The best Gen IV reactors to my mind is the superb molten salt reactor - a reactor that is very cheap since there is no need to fabricate fuel and because one can maximize the U-233/U-234 ratio - and the lead (or lead/bismuth eutectic) cooled fast breeder.

The Pebble Bed reactors are proposed to address issues that don't really exist, to provide a "safe" nuclear technology, and provide for the "safe storage" of so called "nuclear waste." Generation II technology however is already safe, Gen III even safer. So called "nuclear waste" is already safely stored - no one has been injured by it. Thus the only thing to recommend the PBR reactor is that it is cheap to build and that it operates at high temperatures.

However Molten Salt Reactors are also cheap to build and they also operate at high temperatures. The big difference is that the MSR's are suited for fuel recycling and the PBR's are not. Moreover MSR's can be operated as thermal breeders. In fact the first MSR ever built operated as a breeder - back in the 1960's.

Uranium and thorium are very cheap today but it will not always be so. Increasingly as the centuries pass (in the case where humanity survives global climate change - which extremely unlikely in the absence of nuclear energy) humanity will demand more efficient use of nuclear fuels. This demand will require recycled fuel. Thus, since better options already exist, I would propose putting more effort into the MSR than into the PBR. The PBR is a marketing tool. It's not a great reactor. I note that PBR technology depends on access to helium. Helium will in the near future become a very expensive resource, since almost all of it is obtained from natural gas wells, and recovery from the atmosphere is very problematic and expensive. (Helium, once in the atmosphere, slowly boils off into space - a significant portion of the Maxwell-Boltzmann speed distribution for helium exceeds earth's escape velocity.)

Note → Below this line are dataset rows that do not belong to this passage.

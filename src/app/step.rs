use sweep_pool::SlotId;
use sweep_protocol::Outbound;

use super::App;
use super::backend::{RenderBackend, Transport};
use crate::event::Event;

impl<B: RenderBackend, T: Transport> App<B, T> {
    /// Queues an event for the next frame.
    pub fn push(&mut self, kind: Event) {
        self.queue.emit(kind);
    }

    /// Runs one display frame at `now_ms`.
    pub fn frame(&mut self, now_ms: u64) {
        self.now_ms = now_ms;

        // Everything received since the last frame applies before anything is drawn.
        while let Some(env) = self.queue.pop_ready() {
            *self.evt_processed_by.entry(env.kind.label()).or_insert(0) += 1;
            self.stats.events_processed += 1;
            self.handle_event(env);
        }

        self.fades.advance(now_ms, &mut self.pool);

        if let Some(pos) = self.camera.maybe_report_position() {
            self.send(Outbound::camera(&pos));
        }

        self.sync_viewport();
        self.sync_slots();

        self.stats.frames += 1;
        self.queue.advance_tick();
    }

    fn sync_viewport(&mut self) {
        if let Some((width, height)) = self.viewport.sync(self.backend.viewport_size()) {
            self.send(Outbound::Resize { width, height });
        }
        let pivot = self.viewport.pivot();
        if self.pivot != Some(pivot) {
            self.backend.set_pivot(pivot.0, pivot.1);
            self.pivot = Some(pivot);
        }
        let layout =
            self.viewport
                .background_layout(&self.camera, self.cfg.tile_px(), self.cfg.tile_scale);
        self.backend.place_background(layout);
    }

    /// Pushes dirty slot content to the backend and positions every bound slot.
    fn sync_slots(&mut self) {
        let span = self.cfg.partition_span_px();
        let allocated = self.pool.stats().allocated;
        if self.synced_generation.len() < allocated {
            self.synced_generation.resize(allocated, None);
        }
        for i in 0..allocated {
            let id = SlotId(i);
            let Some(slot) = self.pool.slot_mut(id) else {
                continue;
            };
            let (tiles_dirty, tints_dirty) = slot.take_dirty();
            let rebound = self.synced_generation[i] != Some(slot.generation());
            if tiles_dirty {
                self.backend.upload_slot(id, slot.tiles());
                self.stats.slot_uploads += 1;
            }
            if tints_dirty {
                self.backend.set_tints(id, slot.tints());
            }
            if rebound {
                self.backend.set_label(id, slot.label());
                self.synced_generation[i] = Some(slot.generation());
            }
            match slot.key() {
                Some(key) => {
                    let (x, y) = self.camera.world_to_viewport_offset(key, span);
                    self.backend.place_slot(id, x, y, true);
                }
                None if rebound => self.backend.place_slot(id, 0, 0, false),
                None => {}
            }
        }
    }
}
use std::collections::BTreeMap;
use std::io::{self, Write};

use serde::Deserialize;
use sweep_chunk::{TileGrid, TileRef, Tint};
use sweep_input::{Point, PointerButton};
use sweep_pool::SlotId;
use sweep_protocol::{Action, Outbound, ProtocolError, decode_batch};

use crate::app::{RenderBackend, Transport};
use crate::event::PointerInput;
use crate::tileset::AtlasRect;
use crate::viewport::BackgroundLayout;

/// What the backend last received for one slot.
#[derive(Clone, Debug, Default, PartialEq)]
pub struct SlotView {
    pub tiles: Vec<TileRef>,
    pub tints: Vec<Tint>,
    pub x: i64,
    pub y: i64,
    pub visible: bool,
    pub label: Option<String>,
}

/// Render backend that records instead of drawing.
pub struct HeadlessBackend {
    size: (i32, i32),
    pub atlas: Vec<AtlasRect>,
    pub slots: BTreeMap<SlotId, SlotView>,
    pub pivot: (i64, i64),
    pub background: Option<BackgroundLayout>,
    pub uploads: usize,
}

impl HeadlessBackend {
    pub fn new(width: i32, height: i32) -> Self {
        Self {
            size: (width, height),
            atlas: Vec::new(),
            slots: BTreeMap::new(),
            pivot: (0, 0),
            background: None,
            uploads: 0,
        }
    }

    pub fn set_size(&mut self, width: i32, height: i32) {
        self.size = (width, height);
    }

    pub fn visible_labels(&self) -> Vec<&str> {
        self.slots
            .values()
            .filter(|s| s.visible)
            .filter_map(|s| s.label.as_deref())
            .collect()
    }

    /// Logs what a real surface would currently show.
    pub fn log_summary(&self) {
        log::debug!(
            target: "events",
            "surface {:?}: {} atlas rects, {} uploads, pivot {:?}, background {:?}",
            self.size,
            self.atlas.len(),
            self.uploads,
            self.pivot,
            self.background
        );
        for (id, view) in self.slots.iter().filter(|(_, v)| v.visible) {
            let tinted = view.tints.iter().filter(|t| !t.is_neutral()).count();
            log::debug!(
                target: "events",
                "{:?} ({}) at {}, {}: {} tiles, {} tinted",
                id,
                view.label.as_deref().unwrap_or("?"),
                view.x,
                view.y,
                view.tiles.len(),
                tinted
            );
        }
    }
}

impl RenderBackend for HeadlessBackend {
    fn viewport_size(&self) -> (i32, i32) {
        self.size
    }

    fn load_atlas(&mut self, rects: &[AtlasRect]) {
        self.atlas = rects.to_vec();
    }

    fn upload_slot(&mut self, slot: SlotId, tiles: &TileGrid) {
        let view = self.slots.entry(slot).or_default();
        view.tiles.clear();
        view.tiles.extend_from_slice(tiles.as_slice());
        self.uploads += 1;
    }

    fn set_tints(&mut self, slot: SlotId, tints: &[Tint]) {
        let view = self.slots.entry(slot).or_default();
        view.tints.clear();
        view.tints.extend_from_slice(tints);
    }

    fn place_slot(&mut self, slot: SlotId, x: i64, y: i64, visible: bool) {
        let view = self.slots.entry(slot).or_default();
        view.x = x;
        view.y = y;
        view.visible = visible;
    }

    fn set_label(&mut self, slot: SlotId, label: Option<&str>) {
        self.slots.entry(slot).or_default().label = label.map(str::to_string);
    }

    fn place_background(&mut self, layout: BackgroundLayout) {
        self.background = Some(layout);
    }

    fn set_pivot(&mut self, x: i64, y: i64) {
        self.pivot = (x, y);
    }
}

/// Writes each outbound message as one JSON line.
pub struct JsonLinesTransport<W: Write> {
    out: W,
}

impl<W: Write> JsonLinesTransport<W> {
    pub fn new(out: W) -> Self {
        Self { out }
    }
}

impl<W: Write> Transport for JsonLinesTransport<W> {
    fn send(&mut self, msg: &Outbound) {
        let res = msg
            .to_json()
            .map_err(io::Error::from)
            .and_then(|line| writeln!(self.out, "{}", line))
            .and_then(|_| self.out.flush());
        if let Err(e) = res {
            log::warn!(target: "events", "failed to write {} message: {}", msg.name(), e);
        }
    }
}

#[derive(Debug, thiserror::Error)]
pub enum ScriptError {
    #[error(transparent)]
    Protocol(#[from] ProtocolError),
    #[error("bad script op: {0}")]
    Op(#[from] serde_json::Error),
}

/// One line of a replay script.
#[derive(Clone, Debug, PartialEq)]
pub enum ScriptMsg {
    Batch { actions: Vec<Action>, rejected: usize },
    Pointer(PointerInput),
    Resize { width: i32, height: i32 },
    Connect,
    /// Let this much virtual time pass.
    Wait { ms: u64 },
}

#[derive(Deserialize, Clone, Copy, Debug, Default)]
#[serde(rename_all = "lowercase")]
enum ScriptButton {
    #[default]
    Primary,
    Secondary,
    Auxiliary,
}

impl From<ScriptButton> for PointerButton {
    fn from(b: ScriptButton) -> Self {
        match b {
            ScriptButton::Primary => PointerButton::Primary,
            ScriptButton::Secondary => PointerButton::Secondary,
            ScriptButton::Auxiliary => PointerButton::Auxiliary,
        }
    }
}

#[derive(Deserialize, Debug)]
#[serde(tag = "op", rename_all = "snake_case")]
enum ScriptOp {
    Down {
        x: f64,
        y: f64,
        #[serde(default)]
        button: ScriptButton,
    },
    Move { x: f64, y: f64 },
    Up { x: f64, y: f64 },
    Cancel,
    Wheel { dx: f64, dy: f64 },
    TouchStart { id: u64, x: f64, y: f64 },
    TouchMove { id: u64, x: f64, y: f64 },
    TouchEnd { id: u64, x: f64, y: f64 },
    TouchCancel { id: u64 },
    Resize { width: i32, height: i32 },
    Connect,
    Wait { ms: u64 },
}

/// Parses one replay line: a JSON array is an inbound action batch, an object
/// with an `op` tag is input or timing. Blank lines and `#` comments yield `None`.
pub fn parse_script_line(line: &str) -> Result<Option<ScriptMsg>, ScriptError> {
    let line = line.trim();
    if line.is_empty() || line.starts_with('#') {
        return Ok(None);
    }
    if line.starts_with('[') {
        let mut actions = Vec::new();
        let mut rejected = 0;
        for (i, entry) in decode_batch(line)?.into_iter().enumerate() {
            match entry {
                Ok(a) => actions.push(a),
                Err(e) => {
                    log::warn!(target: "stream", "dropping batch entry {}: {}", i, e);
                    rejected += 1;
                }
            }
        }
        return Ok(Some(ScriptMsg::Batch { actions, rejected }));
    }
    let p = |x, y| Point::new(x, y);
    let msg = match serde_json::from_str::<ScriptOp>(line)? {
        ScriptOp::Down { x, y, button } => ScriptMsg::Pointer(PointerInput::Down {
            pos: p(x, y),
            button: button.into(),
        }),
        ScriptOp::Move { x, y } => ScriptMsg::Pointer(PointerInput::Move { pos: p(x, y) }),
        ScriptOp::Up { x, y } => ScriptMsg::Pointer(PointerInput::Up { pos: p(x, y) }),
        ScriptOp::Cancel => ScriptMsg::Pointer(PointerInput::Cancel),
        ScriptOp::Wheel { dx, dy } => ScriptMsg::Pointer(PointerInput::Wheel { dx, dy }),
        ScriptOp::TouchStart { id, x, y } => {
            ScriptMsg::Pointer(PointerInput::TouchStart { id, pos: p(x, y) })
        }
        ScriptOp::TouchMove { id, x, y } => {
            ScriptMsg::Pointer(PointerInput::TouchMove { id, pos: p(x, y) })
        }
        ScriptOp::TouchEnd { id, x, y } => {
            ScriptMsg::Pointer(PointerInput::TouchEnd { id, pos: p(x, y) })
        }
        ScriptOp::TouchCancel { id } => ScriptMsg::Pointer(PointerInput::TouchCancel { id }),
        ScriptOp::Resize { width, height } => ScriptMsg::Resize { width, height },
        ScriptOp::Connect => ScriptMsg::Connect,
        ScriptOp::Wait { ms } => ScriptMsg::Wait { ms },
    };
    Ok(Some(msg))
}
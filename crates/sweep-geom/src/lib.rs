//! Unbounded world coordinates and partition keys.
//!
//! World positions on the infinite canvas are exact integers of arbitrary
//! magnitude. Narrowing to machine integers only happens through the
//! saturating helpers below, and only at call sites where the true value is
//! known to be small (camera-relative screen offsets, report deltas).
#![forbid(unsafe_code)]

use core::fmt;
use core::ops::{Add, AddAssign, Mul, Neg, Sub, SubAssign};
use core::str::FromStr;

use num_bigint::{BigInt, Sign};
use num_integer::Integer;
use num_traits::{Signed, ToPrimitive, Zero};
use serde::{Deserialize, Deserializer, Serialize, Serializer};

pub use num_bigint;

#[derive(Debug, Clone, PartialEq, Eq, thiserror::Error)]
pub enum ParseCoordError {
    #[error("invalid integer literal {0:?}")]
    InvalidInteger(String),
}

/// Parses a decimal integer of any length (leading `+`/`-` allowed).
pub fn parse_bigint(s: &str) -> Result<BigInt, ParseCoordError> {
    let trimmed = s.trim();
    BigInt::from_str(trimmed).map_err(|_| ParseCoordError::InvalidInteger(s.to_string()))
}

/// Narrows to `i64`, clamping to the nearest bound instead of wrapping.
#[inline]
pub fn saturating_i64(v: &BigInt) -> i64 {
    v.to_i64().unwrap_or(match v.sign() {
        Sign::Minus => i64::MIN,
        _ => i64::MAX,
    })
}

/// An exact 2D integer position.
#[derive(Clone, Debug, Default, PartialEq, Eq, Hash, PartialOrd, Ord)]
pub struct Coordinate {
    pub x: BigInt,
    pub y: BigInt,
}

impl Coordinate {
    #[inline]
    pub fn new(x: impl Into<BigInt>, y: impl Into<BigInt>) -> Self {
        Self {
            x: x.into(),
            y: y.into(),
        }
    }

    #[inline]
    pub fn zero() -> Self {
        Self::default()
    }

    pub fn from_decimal(x: &str, y: &str) -> Result<Self, ParseCoordError> {
        Ok(Self {
            x: parse_bigint(x)?,
            y: parse_bigint(y)?,
        })
    }

    /// Per-axis decimal strings, the transport encoding.
    pub fn to_decimal(&self) -> (String, String) {
        (self.x.to_string(), self.y.to_string())
    }

    #[inline]
    pub fn is_zero(&self) -> bool {
        self.x.is_zero() && self.y.is_zero()
    }

    /// Component-wise product.
    pub fn mul_components(&self, rhs: &Coordinate) -> Coordinate {
        Coordinate {
            x: &self.x * &rhs.x,
            y: &self.y * &rhs.y,
        }
    }

    /// Floor modulo on both axes; every component lands in `[0, m)` for positive `m`.
    pub fn mod_floor(&self, m: i64) -> Coordinate {
        debug_assert!(m != 0);
        let m = BigInt::from(m);
        Coordinate {
            x: self.x.mod_floor(&m),
            y: self.y.mod_floor(&m),
        }
    }

    /// Floor division on both axes.
    pub fn div_floor(&self, d: i64) -> Coordinate {
        debug_assert!(d != 0);
        let d = BigInt::from(d);
        Coordinate {
            x: self.x.div_floor(&d),
            y: self.y.div_floor(&d),
        }
    }

    /// Per-axis absolute difference, narrowed with saturation.
    pub fn abs_delta(&self, other: &Coordinate) -> (i64, i64) {
        (
            saturating_i64(&(&self.x - &other.x).abs()),
            saturating_i64(&(&self.y - &other.y).abs()),
        )
    }

    #[inline]
    pub fn saturating_i64(&self) -> (i64, i64) {
        (saturating_i64(&self.x), saturating_i64(&self.y))
    }

    #[inline]
    pub fn offset(&self, dx: i64, dy: i64) -> Coordinate {
        Coordinate {
            x: &self.x + dx,
            y: &self.y + dy,
        }
    }
}

impl fmt::Display for Coordinate {
    fn fmt(&self, f: &mut fmt::Formatter<'_>) -> fmt::Result {
        write!(f, "{}, {}", self.x, self.y)
    }
}

impl From<(i64, i64)> for Coordinate {
    fn from(value: (i64, i64)) -> Self {
        Self::new(value.0, value.1)
    }
}

impl<'a> Add<&'a Coordinate> for &'a Coordinate {
    type Output = Coordinate;
    #[inline]
    fn add(self, rhs: &'a Coordinate) -> Coordinate {
        Coordinate {
            x: &self.x + &rhs.x,
            y: &self.y + &rhs.y,
        }
    }
}

impl Add for Coordinate {
    type Output = Coordinate;
    #[inline]
    fn add(self, rhs: Coordinate) -> Coordinate {
        Coordinate {
            x: self.x + rhs.x,
            y: self.y + rhs.y,
        }
    }
}

impl AddAssign<&Coordinate> for Coordinate {
    #[inline]
    fn add_assign(&mut self, rhs: &Coordinate) {
        self.x += &rhs.x;
        self.y += &rhs.y;
    }
}

impl<'a> Sub<&'a Coordinate> for &'a Coordinate {
    type Output = Coordinate;
    #[inline]
    fn sub(self, rhs: &'a Coordinate) -> Coordinate {
        Coordinate {
            x: &self.x - &rhs.x,
            y: &self.y - &rhs.y,
        }
    }
}

impl Sub for Coordinate {
    type Output = Coordinate;
    #[inline]
    fn sub(self, rhs: Coordinate) -> Coordinate {
        Coordinate {
            x: self.x - rhs.x,
            y: self.y - rhs.y,
        }
    }
}

impl SubAssign<&Coordinate> for Coordinate {
    #[inline]
    fn sub_assign(&mut self, rhs: &Coordinate) {
        self.x -= &rhs.x;
        self.y -= &rhs.y;
    }
}

impl Mul<i64> for &Coordinate {
    type Output = Coordinate;
    #[inline]
    fn mul(self, rhs: i64) -> Coordinate {
        Coordinate {
            x: &self.x * rhs,
            y: &self.y * rhs,
        }
    }
}

impl Mul<i64> for Coordinate {
    type Output = Coordinate;
    #[inline]
    fn mul(self, rhs: i64) -> Coordinate {
        &self * rhs
    }
}

impl Neg for Coordinate {
    type Output = Coordinate;
    #[inline]
    fn neg(self) -> Coordinate {
        Coordinate {
            x: -self.x,
            y: -self.y,
        }
    }
}

#[derive(Serialize, Deserialize)]
struct DecimalRepr {
    x: String,
    y: String,
}

impl Serialize for Coordinate {
    fn serialize<S: Serializer>(&self, serializer: S) -> Result<S::Ok, S::Error> {
        let (x, y) = self.to_decimal();
        DecimalRepr { x, y }.serialize(serializer)
    }
}

impl<'de> Deserialize<'de> for Coordinate {
    fn deserialize<D: Deserializer<'de>>(deserializer: D) -> Result<Self, D::Error> {
        let repr = DecimalRepr::deserialize(deserializer)?;
        Coordinate::from_decimal(&repr.x, &repr.y).map_err(serde::de::Error::custom)
    }
}

/// Chunk origin in chunk units. Two keys are equal iff both components are.
#[derive(Clone, Debug, Default, PartialEq, Eq, Hash, PartialOrd, Ord, Serialize, Deserialize)]
#[serde(transparent)]
pub struct PartitionKey(pub Coordinate);

impl PartitionKey {
    #[inline]
    pub fn new(x: impl Into<BigInt>, y: impl Into<BigInt>) -> Self {
        Self(Coordinate::new(x, y))
    }

    #[inline]
    pub fn coord(&self) -> &Coordinate {
        &self.0
    }

    /// World pixel origin of this partition, given the pixel span of one key unit.
    #[inline]
    pub fn pixel_origin(&self, span_px: i64) -> Coordinate {
        &self.0 * span_px
    }

    /// Absolute tile coordinate of a local cell.
    pub fn tile_at(&self, partition_size: usize, lx: i64, ly: i64) -> Coordinate {
        (&self.0 * partition_size as i64).offset(lx, ly)
    }

    /// Key of the partition containing a world pixel.
    pub fn containing(world_px: &Coordinate, span_px: i64) -> Self {
        Self(world_px.div_floor(span_px))
    }
}

impl fmt::Display for PartitionKey {
    fn fmt(&self, f: &mut fmt::Formatter<'_>) -> fmt::Result {
        self.0.fmt(f)
    }
}

impl From<Coordinate> for PartitionKey {
    fn from(value: Coordinate) -> Self {
        Self(value)
    }
}
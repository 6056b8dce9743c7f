mod backend;
mod events;
mod state;
mod step;

pub use backend::{RenderBackend, Transport};
pub use state::App;
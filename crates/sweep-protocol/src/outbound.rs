use serde::Serialize;
use sweep_geom::Coordinate;

/// Events reported to the authority. Coordinates travel as decimal strings
/// because no JSON number type can hold them exactly.
#[derive(Clone, Debug, PartialEq, Eq, Serialize)]
#[serde(tag = "event", rename_all = "lowercase")]
pub enum Outbound {
    Camera { x: String, y: String },
    Resize { width: u32, height: u32 },
    Reveal { x: String, y: String },
    Flag { x: String, y: String },
}

impl Outbound {
    pub fn camera(position: &Coordinate) -> Self {
        let (x, y) = position.to_decimal();
        Outbound::Camera { x, y }
    }

    pub fn reveal(tile: &Coordinate) -> Self {
        let (x, y) = tile.to_decimal();
        Outbound::Reveal { x, y }
    }

    pub fn flag(tile: &Coordinate) -> Self {
        let (x, y) = tile.to_decimal();
        Outbound::Flag { x, y }
    }

    pub fn name(&self) -> &'static str {
        match self {
            Outbound::Camera { .. } => "camera",
            Outbound::Resize { .. } => "resize",
            Outbound::Reveal { .. } => "reveal",
            Outbound::Flag { .. } => "flag",
        }
    }

    pub fn to_json(&self) -> Result<String, serde_json::Error> {
        serde_json::to_string(self)
    }
}

#[cfg(test)]
mod tests {
    use super::*;

    #[test]
    fn camera_encodes_decimal_strings() {
        let msg = Outbound::camera(&Coordinate::new(-12, 40));
        assert_eq!(
            msg.to_json().unwrap(),
            r#"{"event":"camera","x":"-12","y":"40"}"#
        );
    }

    #[test]
    fn resize_keeps_numbers() {
        let msg = Outbound::Resize {
            width: 800,
            height: 600,
        };
        assert_eq!(
            msg.to_json().unwrap(),
            r#"{"event":"resize","width":800,"height":600}"#
        );
    }

    #[test]
    fn flag_and_reveal_names() {
        let c = Coordinate::new(1, 2);
        assert_eq!(Outbound::flag(&c).name(), "flag");
        assert_eq!(Outbound::reveal(&c).name(), "reveal");
    }
}
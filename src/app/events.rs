use sweep_geom::{Coordinate, PartitionKey};
use sweep_input::{GestureEvent, Point};
use sweep_pool::ApplyOutcome;
use sweep_protocol::{Action, Outbound};

use super::App;
use super::backend::{RenderBackend, Transport};
use super::state::TapTarget;
use crate::event::{Event, EventEnvelope, PointerInput};

impl<B: RenderBackend, T: Transport> App<B, T> {
    pub(super) fn handle_event(&mut self, env: EventEnvelope) {
        Self::log_event(env.tick, &env.kind);
        match env.kind {
            Event::ActionsReceived { actions, rejected } => {
                self.stats.actions_rejected += rejected;
                self.apply_actions(&actions);
            }
            Event::Connected => self.announce(),
            Event::Pointer { input, time_ms } => self.handle_pointer(input, time_ms),
        }
    }

    /// Applies a batch in order. A failing action is logged and skipped; the
    /// rest of the batch still applies.
    pub(crate) fn apply_actions(&mut self, actions: &[Action]) {
        for action in actions {
            match self.pool.apply_action(action, &self.tileset) {
                Ok(ApplyOutcome::Bound { slot, .. }) | Ok(ApplyOutcome::Released { slot }) => {
                    self.fades.cancel_slot(slot);
                    self.stats.actions_applied += 1;
                }
                Ok(ApplyOutcome::Updated { slot, changed, color }) => {
                    match color {
                        Some(color) => {
                            self.fades.start(slot, changed, color, self.now_ms, &mut self.pool);
                        }
                        None => {
                            self.fades.cancel_tiles(slot, changed, &mut self.pool);
                        }
                    }
                    self.stats.actions_applied += 1;
                }
                Err(e) => {
                    log::warn!(target: "stream", "skipping {} action: {}", action.kind().as_str(), e);
                    self.stats.actions_rejected += 1;
                }
            }
        }
    }

    /// Sends the current size and camera, as the authority expects on (re)connect.
    pub(crate) fn announce(&mut self) {
        self.viewport.sync(self.backend.viewport_size());
        if let Some((width, height)) = self.viewport.size() {
            self.send(Outbound::Resize { width, height });
        }
        let pos = self.camera.force_report();
        self.send(Outbound::camera(&pos));
    }

    pub(crate) fn send(&mut self, msg: Outbound) {
        log::debug!(target: "events", "send {}", msg.name());
        self.transport.send(&msg);
        self.stats.messages_sent += 1;
    }

    fn handle_pointer(&mut self, input: PointerInput, time_ms: u64) {
        let ev = match input {
            PointerInput::Down { pos, button } => {
                let target = self.hit_test(pos);
                self.gestures.pointer_down(pos, time_ms, button, target)
            }
            PointerInput::Move { pos } => self.gestures.pointer_move(pos, time_ms),
            PointerInput::Up { pos } => self.gestures.pointer_up(pos, time_ms),
            PointerInput::Cancel => {
                self.gestures.cancel();
                None
            }
            PointerInput::Wheel { dx, dy } => self.gestures.wheel(dx, dy),
            PointerInput::TouchStart { id, pos } => {
                let target = self.hit_test(pos);
                self.gestures.touch_start(id, pos, time_ms, target)
            }
            PointerInput::TouchMove { id, pos } => self.gestures.touch_move(id, pos, time_ms),
            PointerInput::TouchEnd { id, pos } => self.gestures.touch_end(id, pos, time_ms),
            PointerInput::TouchCancel { id } => {
                self.gestures.touch_cancel(id);
                None
            }
        };
        if let Some(ev) = ev {
            self.apply_gesture(ev);
        }
    }

    fn apply_gesture(&mut self, ev: GestureEvent<TapTarget>) {
        match ev {
            GestureEvent::Pan { dx, dy } => self.camera.pan(dx, dy),
            GestureEvent::Tap { target, pos } => {
                if let Some(tile) = self.tile_under(target, pos) {
                    log::info!(target: "input", "reveal ({})", tile);
                    self.send(Outbound::reveal(&tile));
                }
            }
            GestureEvent::SecondaryTap { target, pos } => {
                if let Some(tile) = self.tile_under(target, pos) {
                    log::info!(target: "input", "flag ({})", tile);
                    self.send(Outbound::flag(&tile));
                }
            }
        }
    }

    /// Bound chunk under a screen point, if any.
    pub(crate) fn hit_test(&self, pos: Point) -> Option<TapTarget> {
        let world = self.camera.screen_to_world(pos, self.viewport.pivot());
        let key = PartitionKey::containing(&world, self.cfg.partition_span_px());
        let slot = self.pool.find(&key)?;
        let generation = self.pool.slot(slot)?.generation();
        Some(TapTarget { slot, generation })
    }

    /// Absolute tile coordinate under `pos` within the pressed chunk. `None`
    /// when the chunk was released or rebound since the press.
    fn tile_under(&mut self, target: TapTarget, pos: Point) -> Option<Coordinate> {
        let slot = self.pool.slot(target.slot)?;
        let key = match slot.key() {
            Some(key) if slot.generation() == target.generation => key,
            _ => {
                log::debug!(target: "input", "dropping tap on {:?}: chunk changed under the press", target.slot);
                self.stats.taps_dropped += 1;
                return None;
            }
        };
        let world = self.camera.screen_to_world(pos, self.viewport.pivot());
        let local = &world - &key.pixel_origin(self.cfg.partition_span_px());
        let (cx, cy) = local.div_floor(self.cfg.tile_px()).saturating_i64();
        Some(key.tile_at(self.cfg.partition_size, cx, cy))
    }

    fn log_event(tick: u64, ev: &Event) {
        match ev {
            Event::ActionsReceived { actions, rejected } => {
                log::debug!(target: "events", "[tick {}] ActionsReceived n={} rejected={}",
                    tick, actions.len(), rejected);
            }
            Event::Connected => {
                log::info!(target: "events", "[tick {}] Connected", tick);
            }
            Event::Pointer { input, time_ms } => {
                log::trace!(target: "events", "[tick {}] Pointer {:?} t={}ms", tick, input, time_ms);
            }
        }
    }
}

I am surprised to learn that there are any trains in France that still use oil for fuel. I can't recall ever seeing a diesel there in my uncountable visits to the country - though I will confess to not hanging out in rail yards. They have the best electricity in the world. The TGV is fueled my nuclear power, and the TGV is a wonderful technology - far superior to aviation in convenience and environmental impact. The country is relatively small and compact, and it is economic to ship electricity from anywhere within its borders to anywhere else within its borders.